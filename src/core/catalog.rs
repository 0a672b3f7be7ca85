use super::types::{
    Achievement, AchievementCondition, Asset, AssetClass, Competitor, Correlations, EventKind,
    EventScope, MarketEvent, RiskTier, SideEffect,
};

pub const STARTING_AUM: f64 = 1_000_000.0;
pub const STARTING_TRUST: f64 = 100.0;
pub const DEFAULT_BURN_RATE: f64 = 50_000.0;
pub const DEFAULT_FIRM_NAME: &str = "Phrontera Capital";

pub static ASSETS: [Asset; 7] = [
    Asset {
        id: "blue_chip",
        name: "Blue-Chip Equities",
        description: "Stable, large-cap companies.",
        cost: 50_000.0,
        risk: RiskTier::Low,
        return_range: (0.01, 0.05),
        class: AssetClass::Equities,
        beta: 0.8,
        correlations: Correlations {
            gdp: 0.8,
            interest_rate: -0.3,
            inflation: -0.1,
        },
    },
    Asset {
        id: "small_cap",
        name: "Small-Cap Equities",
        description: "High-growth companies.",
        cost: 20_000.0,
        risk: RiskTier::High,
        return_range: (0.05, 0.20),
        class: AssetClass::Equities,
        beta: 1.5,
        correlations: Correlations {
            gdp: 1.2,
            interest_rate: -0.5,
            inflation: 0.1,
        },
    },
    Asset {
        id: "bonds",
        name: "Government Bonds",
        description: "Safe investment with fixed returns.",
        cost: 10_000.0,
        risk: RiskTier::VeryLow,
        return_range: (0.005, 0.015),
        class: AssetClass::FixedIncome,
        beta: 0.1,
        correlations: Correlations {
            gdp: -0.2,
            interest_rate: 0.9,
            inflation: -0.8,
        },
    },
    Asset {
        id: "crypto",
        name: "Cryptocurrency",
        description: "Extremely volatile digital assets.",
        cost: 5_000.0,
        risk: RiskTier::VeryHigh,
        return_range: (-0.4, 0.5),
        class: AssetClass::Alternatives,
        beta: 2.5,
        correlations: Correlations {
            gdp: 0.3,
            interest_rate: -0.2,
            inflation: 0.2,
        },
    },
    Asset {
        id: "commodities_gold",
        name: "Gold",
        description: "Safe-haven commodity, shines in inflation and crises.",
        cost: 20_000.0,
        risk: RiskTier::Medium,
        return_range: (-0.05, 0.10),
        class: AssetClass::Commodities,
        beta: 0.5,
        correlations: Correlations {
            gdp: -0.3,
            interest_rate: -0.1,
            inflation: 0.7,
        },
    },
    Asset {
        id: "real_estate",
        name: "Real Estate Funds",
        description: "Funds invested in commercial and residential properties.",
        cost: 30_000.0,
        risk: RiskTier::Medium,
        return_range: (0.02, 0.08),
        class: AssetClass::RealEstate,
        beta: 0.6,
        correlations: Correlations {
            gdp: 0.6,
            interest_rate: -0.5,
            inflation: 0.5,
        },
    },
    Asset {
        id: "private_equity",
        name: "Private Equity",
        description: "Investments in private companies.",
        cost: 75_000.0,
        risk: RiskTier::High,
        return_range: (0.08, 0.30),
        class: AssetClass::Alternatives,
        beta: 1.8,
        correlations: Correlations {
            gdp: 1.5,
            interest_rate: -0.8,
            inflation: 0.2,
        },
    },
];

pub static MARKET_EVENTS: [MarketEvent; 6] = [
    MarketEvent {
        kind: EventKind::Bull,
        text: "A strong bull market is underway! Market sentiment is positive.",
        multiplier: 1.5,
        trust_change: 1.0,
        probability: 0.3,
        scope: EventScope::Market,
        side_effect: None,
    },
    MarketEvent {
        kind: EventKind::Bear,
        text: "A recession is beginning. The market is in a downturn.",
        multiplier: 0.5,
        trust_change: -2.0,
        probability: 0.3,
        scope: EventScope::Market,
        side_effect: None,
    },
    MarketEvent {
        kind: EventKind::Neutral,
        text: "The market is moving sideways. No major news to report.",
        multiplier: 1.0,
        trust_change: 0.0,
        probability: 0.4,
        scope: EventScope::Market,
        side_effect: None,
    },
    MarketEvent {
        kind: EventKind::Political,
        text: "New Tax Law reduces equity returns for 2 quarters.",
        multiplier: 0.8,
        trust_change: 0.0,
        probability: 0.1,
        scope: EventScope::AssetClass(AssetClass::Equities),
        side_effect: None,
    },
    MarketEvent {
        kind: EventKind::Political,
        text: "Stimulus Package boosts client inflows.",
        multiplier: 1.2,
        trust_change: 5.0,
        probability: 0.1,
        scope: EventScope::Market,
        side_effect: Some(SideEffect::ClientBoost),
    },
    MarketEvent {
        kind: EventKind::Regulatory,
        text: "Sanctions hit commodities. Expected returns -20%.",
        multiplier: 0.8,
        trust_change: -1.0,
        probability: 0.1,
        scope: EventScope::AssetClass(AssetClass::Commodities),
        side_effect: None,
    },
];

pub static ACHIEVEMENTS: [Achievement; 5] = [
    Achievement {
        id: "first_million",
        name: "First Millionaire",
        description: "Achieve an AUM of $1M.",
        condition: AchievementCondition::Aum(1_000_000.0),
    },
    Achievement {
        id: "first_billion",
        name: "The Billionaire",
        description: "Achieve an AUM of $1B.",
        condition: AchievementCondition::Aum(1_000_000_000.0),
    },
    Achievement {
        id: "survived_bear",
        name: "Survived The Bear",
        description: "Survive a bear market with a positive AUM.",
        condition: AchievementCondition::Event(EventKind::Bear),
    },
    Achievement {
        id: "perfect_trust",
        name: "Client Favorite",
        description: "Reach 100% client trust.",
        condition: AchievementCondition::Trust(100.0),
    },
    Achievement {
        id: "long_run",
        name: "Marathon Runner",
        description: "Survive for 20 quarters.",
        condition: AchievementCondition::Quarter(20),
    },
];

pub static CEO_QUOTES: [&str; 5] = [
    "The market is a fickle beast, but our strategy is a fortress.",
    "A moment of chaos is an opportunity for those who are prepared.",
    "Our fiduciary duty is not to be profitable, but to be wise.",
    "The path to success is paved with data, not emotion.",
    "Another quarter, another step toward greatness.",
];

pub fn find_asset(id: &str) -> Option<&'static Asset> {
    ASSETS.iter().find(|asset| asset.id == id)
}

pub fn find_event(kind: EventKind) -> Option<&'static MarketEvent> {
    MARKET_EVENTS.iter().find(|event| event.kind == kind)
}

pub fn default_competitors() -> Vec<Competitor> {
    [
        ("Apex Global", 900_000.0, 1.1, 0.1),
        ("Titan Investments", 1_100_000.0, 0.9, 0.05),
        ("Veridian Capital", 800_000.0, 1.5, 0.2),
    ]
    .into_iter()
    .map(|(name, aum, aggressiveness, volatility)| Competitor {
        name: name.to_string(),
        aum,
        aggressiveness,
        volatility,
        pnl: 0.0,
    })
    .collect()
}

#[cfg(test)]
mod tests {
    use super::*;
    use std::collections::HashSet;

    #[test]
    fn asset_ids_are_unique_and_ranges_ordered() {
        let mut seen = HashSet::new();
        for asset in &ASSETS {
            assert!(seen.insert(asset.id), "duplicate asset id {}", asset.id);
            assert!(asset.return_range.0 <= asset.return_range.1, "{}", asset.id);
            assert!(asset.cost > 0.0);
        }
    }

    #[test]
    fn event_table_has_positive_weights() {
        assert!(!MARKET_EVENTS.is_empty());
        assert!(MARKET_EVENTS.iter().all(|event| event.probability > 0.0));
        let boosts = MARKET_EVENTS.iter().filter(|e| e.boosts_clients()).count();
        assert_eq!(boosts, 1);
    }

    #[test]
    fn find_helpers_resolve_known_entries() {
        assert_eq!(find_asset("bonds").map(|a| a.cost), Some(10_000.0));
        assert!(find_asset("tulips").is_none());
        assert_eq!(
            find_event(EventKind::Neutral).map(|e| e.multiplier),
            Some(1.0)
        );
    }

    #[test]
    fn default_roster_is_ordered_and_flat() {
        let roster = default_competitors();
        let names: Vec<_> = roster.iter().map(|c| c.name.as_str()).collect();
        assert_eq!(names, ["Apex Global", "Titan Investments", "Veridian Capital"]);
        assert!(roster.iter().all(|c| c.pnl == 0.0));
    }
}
▬▬▬▬▬▬▬▬▬▬
-- What is being asked --
Gather every line from the listing above in which "beta" appears, and copy those lines.

-- Response area --
        beta: 0.8,
        beta: 1.5,
        beta: 0.1,
        beta: 2.5,
        beta: 0.5,
        beta: 0.6,
        beta: 1.8,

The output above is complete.